Is Kindle kidding you?

K, so last week there was fundraiser and I won the raffel prize of Kindle Fire (new).
When I finally got around to setting it up, I looked on Amazon to find a few Kindle books to buy. Pissed is an understatment. I found Kindle Books (KB) that cost more than the physical book to buy. That makes no sense, since it cost next to nothing to distribute the book, no cost of printing, yet the price of new/bestsellers for KB was similar or just cheaper by a little to the physical book. I was lucky to have won my Kindle thanks to a 20$ raffel ticket I bought, but it really must put people who paid the full price for the Kindle into a crazy rage to find out the prices of the KB. But the best part is that if you buy the KB, you don't own the book, your just renting it, so your only buying the rights to the books, which means if Amazon or the publisher sees fit at anytime, can take away the rights to the book, and know this because i read the agreement when I was setting-up my Kindle. While the KB or electronic book does help the environment, it sure as hell fucks over everybody that buys/uses one.

11 Comments
 

Yeah it's pretty ridiculous. I prefer physical copies of books so I won't get kindle books unless they're significantly cheaper than the physical copy, which is basically never. My kindle fire was a gift, that's the only reason I have it. That being said, I have an Amazon Prime account which grants me free access to tons of kindle books. If it's free I'll take it. With Prime I also get free 2 day shipping so I have essentially no reason to ever pay for a kindle book.

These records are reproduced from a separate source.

//! Limit Book (C7, §4.7).
//!
//! Two limit tables — client and aggregation-unit — each row carrying
//! `{limit, used, version}`. All three operations (`check`, `reserve`,
//! `release`/`commit`) execute inside the owning shard's loop, so they are
//! atomic by construction rather than by a `Mutex` or a real CAS loop (§5):
//! there is only ever one caller touching a given row at a time.

use std::collections::HashMap;

use rust_decimal::Decimal;
use serde::{Deserialize, Serialize};

use crate::ids::{AggregationUnitId, BusinessDate, ClientId, ReservationId, SecurityId};

#[derive(Debug, Clone, Copy, PartialEq, Eq, Serialize, Deserialize)]
pub enum LimitStatus {
    Active,
    Suspended,
}

#[derive(Debug, Clone, Copy, Serialize, Deserialize)]
pub struct Limit {
    pub long_sell_limit: Decimal,
    pub short_sell_limit: Decimal,
    pub long_sell_used: Decimal,
    pub short_sell_used: Decimal,
    pub status: LimitStatus,
    pub version: u64,
}

impl Limit {
    pub fn new(long_sell_limit: Decimal, short_sell_limit: Decimal) -> Self {
        Self {
            long_sell_limit,
            short_sell_limit,
            long_sell_used: Decimal::ZERO,
            short_sell_used: Decimal::ZERO,
            status: LimitStatus::Active,
            version: 0,
        }
    }

    fn invariants_hold(&self) -> bool {
        self.long_sell_used <= self.long_sell_limit && self.short_sell_used <= self.short_sell_limit
    }
}

#[derive(Debug, Clone, Copy, PartialEq, Eq)]
pub enum OrderSide {
    LongSell,
    ShortSell,
}

#[derive(Debug, Clone, Copy, PartialEq, Eq)]
pub enum CheckOutcome {
    Ok,
    Insufficient,
}

#[derive(Debug, Clone)]
struct Reservation {
    entity_is_client: bool,
    client_id: Option<ClientId>,
    au_id: Option<AggregationUnitId>,
    security_id: SecurityId,
    business_date: BusinessDate,
    side: OrderSide,
    qty: Decimal,
}

/// Owns every client and aggregation-unit `Limit` row hashed onto one shard.
#[derive(Debug, Default)]
pub struct LimitBook {
    client_limits: HashMap<(ClientId, SecurityId, BusinessDate), Limit>,
    au_limits: HashMap<(AggregationUnitId, SecurityId, BusinessDate), Limit>,
    reservations: HashMap<ReservationId, Reservation>,
}

impl LimitBook {
    pub fn new() -> Self {
        Self::default()
    }

    pub fn upsert_client_limit(
        &mut self,
        client_id: ClientId,
        security_id: SecurityId,
        business_date: BusinessDate,
        long_sell_limit: Option<Decimal>,
        short_sell_limit: Option<Decimal>,
    ) {
        let limit = self
            .client_limits
            .entry((client_id, security_id, business_date))
            .or_insert_with(|| Limit::new(Decimal::ZERO, Decimal::ZERO));
        if let Some(v) = long_sell_limit {
            limit.long_sell_limit = v;
        }
        if let Some(v) = short_sell_limit {
            limit.short_sell_limit = v;
        }
        limit.version += 1;
    }

    pub fn upsert_au_limit(
        &mut self,
        au_id: AggregationUnitId,
        security_id: SecurityId,
        business_date: BusinessDate,
        long_sell_limit: Option<Decimal>,
        short_sell_limit: Option<Decimal>,
    ) {
        let limit = self
            .au_limits
            .entry((au_id, security_id, business_date))
            .or_insert_with(|| Limit::new(Decimal::ZERO, Decimal::ZERO));
        if let Some(v) = long_sell_limit {
            limit.long_sell_limit = v;
        }
        if let Some(v) = short_sell_limit {
            limit.short_sell_limit = v;
        }
        limit.version += 1;
    }

    /// Full client-limit table, for snapshotting (§4.4 recovery).
    pub fn iter_client(
        &self,
    ) -> impl Iterator<Item = (&(ClientId, SecurityId, BusinessDate), &Limit)> {
        self.client_limits.iter()
    }

    /// Full aggregation-unit-limit table, for snapshotting.
    pub fn iter_au(
        &self,
    ) -> impl Iterator<Item = (&(AggregationUnitId, SecurityId, BusinessDate), &Limit)> {
        self.au_limits.iter()
    }

    /// Restores both limit tables from a snapshot, discarding any
    /// in-flight reservations (a resync, like `PositionSnapshot`, replaces
    /// derived state wholesale rather than folding in as a delta).
    pub fn restore(
        &mut self,
        client_limits: Vec<((ClientId, SecurityId, BusinessDate), Limit)>,
        au_limits: Vec<((AggregationUnitId, SecurityId, BusinessDate), Limit)>,
    ) {
        self.client_limits = client_limits.into_iter().collect();
        self.au_limits = au_limits.into_iter().collect();
        self.reservations.clear();
    }

    pub fn client_limit(
        &self,
        client_id: &ClientId,
        security_id: &SecurityId,
        business_date: BusinessDate,
    ) -> Option<&Limit> {
        self.client_limits
            .get(&(client_id.clone(), security_id.clone(), business_date))
    }

    pub fn au_limit(
        &self,
        au_id: &AggregationUnitId,
        security_id: &SecurityId,
        business_date: BusinessDate,
    ) -> Option<&Limit> {
        self.au_limits
            .get(&(au_id.clone(), security_id.clone(), business_date))
    }

    pub fn check_client(
        &self,
        client_id: &ClientId,
        security_id: &SecurityId,
        business_date: BusinessDate,
        side: OrderSide,
        qty: Decimal,
    ) -> CheckOutcome {
        match self.client_limit(client_id, security_id, business_date) {
            Some(limit) => outcome_for(limit, side, qty),
            None => CheckOutcome::Insufficient,
        }
    }

    pub fn check_au(
        &self,
        au_id: &AggregationUnitId,
        security_id: &SecurityId,
        business_date: BusinessDate,
        side: OrderSide,
        qty: Decimal,
    ) -> CheckOutcome {
        match self.au_limit(au_id, security_id, business_date) {
            Some(limit) => outcome_for(limit, side, qty),
            None => CheckOutcome::Insufficient,
        }
    }

    /// Reserve against a client's limit. On success records a `Reservation`
    /// under `reservation_id` so `release`/`commit` can find it later.
    pub fn reserve_client(
        &mut self,
        client_id: ClientId,
        security_id: SecurityId,
        business_date: BusinessDate,
        side: OrderSide,
        qty: Decimal,
        reservation_id: ReservationId,
    ) -> Result<Decimal, CheckOutcome> {
        let limit = self
            .client_limits
            .get_mut(&(client_id.clone(), security_id.clone(), business_date))
            .ok_or(CheckOutcome::Insufficient)?;
        let new_used = reserve_on(limit, side, qty)?;
        self.reservations.insert(
            reservation_id,
            Reservation {
                entity_is_client: true,
                client_id: Some(client_id),
                au_id: None,
                security_id,
                business_date,
                side,
                qty,
            },
        );
        Ok(new_used)
    }

    pub fn reserve_au(
        &mut self,
        au_id: AggregationUnitId,
        security_id: SecurityId,
        business_date: BusinessDate,
        side: OrderSide,
        qty: Decimal,
        reservation_id: ReservationId,
    ) -> Result<Decimal, CheckOutcome> {
        let limit = self
            .au_limits
            .get_mut(&(au_id.clone(), security_id.clone(), business_date))
            .ok_or(CheckOutcome::Insufficient)?;
        let new_used = reserve_on(limit, side, qty)?;
        self.reservations.insert(
            reservation_id,
            Reservation {
                entity_is_client: false,
                client_id: None,
                au_id: Some(au_id),
                security_id,
                business_date,
                side,
                qty,
            },
        );
        Ok(new_used)
    }

    /// Reverses the `used` delta of a reservation and drops the record.
    /// Idempotent: releasing an id that no longer exists (already released
    /// or committed) is a no-op, so retrying callers never double-effect.
    pub fn release(&mut self, reservation_id: ReservationId) {
        let Some(r) = self.reservations.remove(&reservation_id) else {
            return;
        };
        self.unwind(&r);
    }

    /// Finalizes a reservation: drops the record but keeps `used` as-is
    /// (§4.7 — "finalize, drop the reservation record but keep `used`").
    pub fn commit(&mut self, reservation_id: ReservationId) {
        self.reservations.remove(&reservation_id);
    }

    fn unwind(&mut self, r: &Reservation) {
        let limit = if r.entity_is_client {
            self.client_limits
                .get_mut(&(r.client_id.clone().unwrap(), r.security_id.clone(), r.business_date))
        } else {
            self.au_limits
                .get_mut(&(r.au_id.clone().unwrap(), r.security_id.clone(), r.business_date))
        };
        let Some(limit) = limit else { return };
        match r.side {
            OrderSide::LongSell => limit.long_sell_used -= r.qty,
            OrderSide::ShortSell => limit.short_sell_used -= r.qty,
        }
        limit.version += 1;
    }
}

fn outcome_for(limit: &Limit, side: OrderSide, qty: Decimal) -> CheckOutcome {
    let (used, cap) = match side {
        OrderSide::LongSell => (limit.long_sell_used, limit.long_sell_limit),
        OrderSide::ShortSell => (limit.short_sell_used, limit.short_sell_limit),
    };
    if used + qty > cap {
        CheckOutcome::Insufficient
    } else {
        CheckOutcome::Ok
    }
}

fn reserve_on(limit: &mut Limit, side: OrderSide, qty: Decimal) -> Result<Decimal, CheckOutcome> {
    let (used, cap) = match side {
        OrderSide::LongSell => (limit.long_sell_used, limit.long_sell_limit),
        OrderSide::ShortSell => (limit.short_sell_used, limit.short_sell_limit),
    };
    if used + qty > cap {
        return Err(CheckOutcome::Insufficient);
    }
    match side {
        OrderSide::LongSell => limit.long_sell_used += qty,
        OrderSide::ShortSell => limit.short_sell_used += qty,
    }
    limit.version += 1;
    debug_assert!(limit.invariants_hold());
    Ok(match side {
        OrderSide::LongSell => limit.long_sell_used,
        OrderSide::ShortSell => limit.short_sell_used,
    })
}

#[cfg(test)]
mod tests {
    use super::*;
    use chrono::NaiveDate;

    fn date() -> BusinessDate {
        NaiveDate::from_ymd_opt(2023, 6, 15).unwrap()
    }

    /// Scenario 3 (spec §8): short-sell with sufficient client+AU limit.
    #[test]
    fn scenario_short_sell_within_limits() {
        let mut book = LimitBook::new();
        let client = ClientId::from("CP-00001");
        let security = SecurityId::from("SEC-EQ-001");
        book.upsert_client_limit(
            client.clone(),
            security.clone(),
            date(),
            None,
            Some(Decimal::new(500, 0)),
        );

        let reservation_id = ReservationId::new();
        let used = book
            .reserve_client(
                client.clone(),
                security.clone(),
                date(),
                OrderSide::ShortSell,
                Decimal::new(300, 0),
                reservation_id,
            )
            .unwrap();
        assert_eq!(used, Decimal::new(300, 0));
        assert_eq!(
            book.client_limit(&client, &security, date()).unwrap().short_sell_used,
            Decimal::new(300, 0)
        );
    }

    /// Scenario 4 (spec §8): rejected reservation must not mutate `used`.
    #[test]
    fn scenario_reject_leaves_used_unchanged() {
        let mut book = LimitBook::new();
        let client = ClientId::from("CP-00002");
        let security = SecurityId::from("SEC-EQ-001");
        book.upsert_client_limit(
            client.clone(),
            security.clone(),
            date(),
            None,
            Some(Decimal::new(200, 0)),
        );

        let err = book
            .reserve_client(
                client.clone(),
                security.clone(),
                date(),
                OrderSide::ShortSell,
                Decimal::new(300, 0),
                ReservationId::new(),
            )
            .unwrap_err();
        assert_eq!(err, CheckOutcome::Insufficient);
        assert_eq!(
            book.client_limit(&client, &security, date()).unwrap().short_sell_used,
            Decimal::ZERO
        );
    }

    #[test]
    fn release_reverses_used_exactly_once() {
        let mut book = LimitBook::new();
        let client = ClientId::from("CP-1");
        let security = SecurityId::from("SEC-1");
        book.upsert_client_limit(
            client.clone(),
            security.clone(),
            date(),
            None,
            Some(Decimal::new(1000, 0)),
        );
        let id = ReservationId::new();
        book.reserve_client(
            client.clone(),
            security.clone(),
            date(),
            OrderSide::ShortSell,
            Decimal::new(400, 0),
            id,
        )
        .unwrap();
        book.release(id);
        assert_eq!(
            book.client_limit(&client, &security, date()).unwrap().short_sell_used,
            Decimal::ZERO
        );
        // Releasing again is a no-op, not a double-reversal.
        book.release(id);
        assert_eq!(
            book.client_limit(&client, &security, date()).unwrap().short_sell_used,
            Decimal::ZERO
        );
    }

    #[test]
    fn commit_keeps_used_and_drops_reservation() {
        let mut book = LimitBook::new();
        let au = AggregationUnitId::from("AU-1");
        let security = SecurityId::from("SEC-1");
        book.upsert_au_limit(
            au.clone(),
            security.clone(),
            date(),
            None,
            Some(Decimal::new(1000, 0)),
        );
        let id = ReservationId::new();
        book.reserve_au(
            au.clone(),
            security.clone(),
            date(),
            OrderSide::ShortSell,
            Decimal::new(400, 0),
            id,
        )
        .unwrap();
        book.commit(id);
        assert_eq!(
            book.au_limit(&au, &security, date()).unwrap().short_sell_used,
            Decimal::new(400, 0)
        );
        // Commit already dropped the reservation; a second commit is a no-op.
        book.commit(id);
    }
}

Amazon makes a boatload of money whether you're paying a ridiculous amount of money for a kbook or you're paying for the prime subscription.

 

Can you provide some links to examples? I've never bought an ebook that's more than a real book.

MM IB -> Corporate Development -> Strategic Finance
 

I've actually seen this too but on iBooks. I was going to buy a Michael Porter book awhile back and it was like 30 bucks.

If I had asked people what they wanted, they would have said faster horses - Henry Ford
 

@Dimethyltryptamine: You are scum. One can make a case that illegally downloading music won't hurt humanity, but stealing books means that in the future authors won't write any good and well researched books and there will me much less knowledge. No Monkey Business, no books on how to break into Wall Street, no Damodaran on valuation. I hope they imprison you if possible, you are a disgusting, thieving and conniving human being.

 

the instant access thing is pretty valuable to me. i hate waiting for books to arrive, and books aren't that expensive to begin with. So it's still a good deal. old books smell funny.

 
Best Response

I've had a Kindle since Thanksgiving and I think it is great. I've very rarely encountered a book that costs more on a Kindle than it does for the hardcopy, but they are out there (numerous WSJ articles have been written on the fairness of this pricing strategy). Usually the difference is only a buck or two, which doesn't strike me as meaningful in the long run (how many books do you buy/read a year?) I consider myself a pretty "high volume" reader and I've only read ~20 books in the last six months.

As for the Kindle itself, I think it's awesome. As a poster mentioned above, being able to buy a book and then read it instantly is pretty valuable. Also, if you're traveling, having all your books in electronic format means you can take every book you own with you. This is big if you finish a book mid-trip and don't want to bring multiple books with you. Of course, a Kindle also reduces the clutter in your apt / dorm room. I've moved multiple times and lugging around a bookcase worth of books can be annoying, not to mention they take up physical space.

I don't mean to make this post a Kindle ad, but you should definitely give it a fair shot, the device is pretty solid.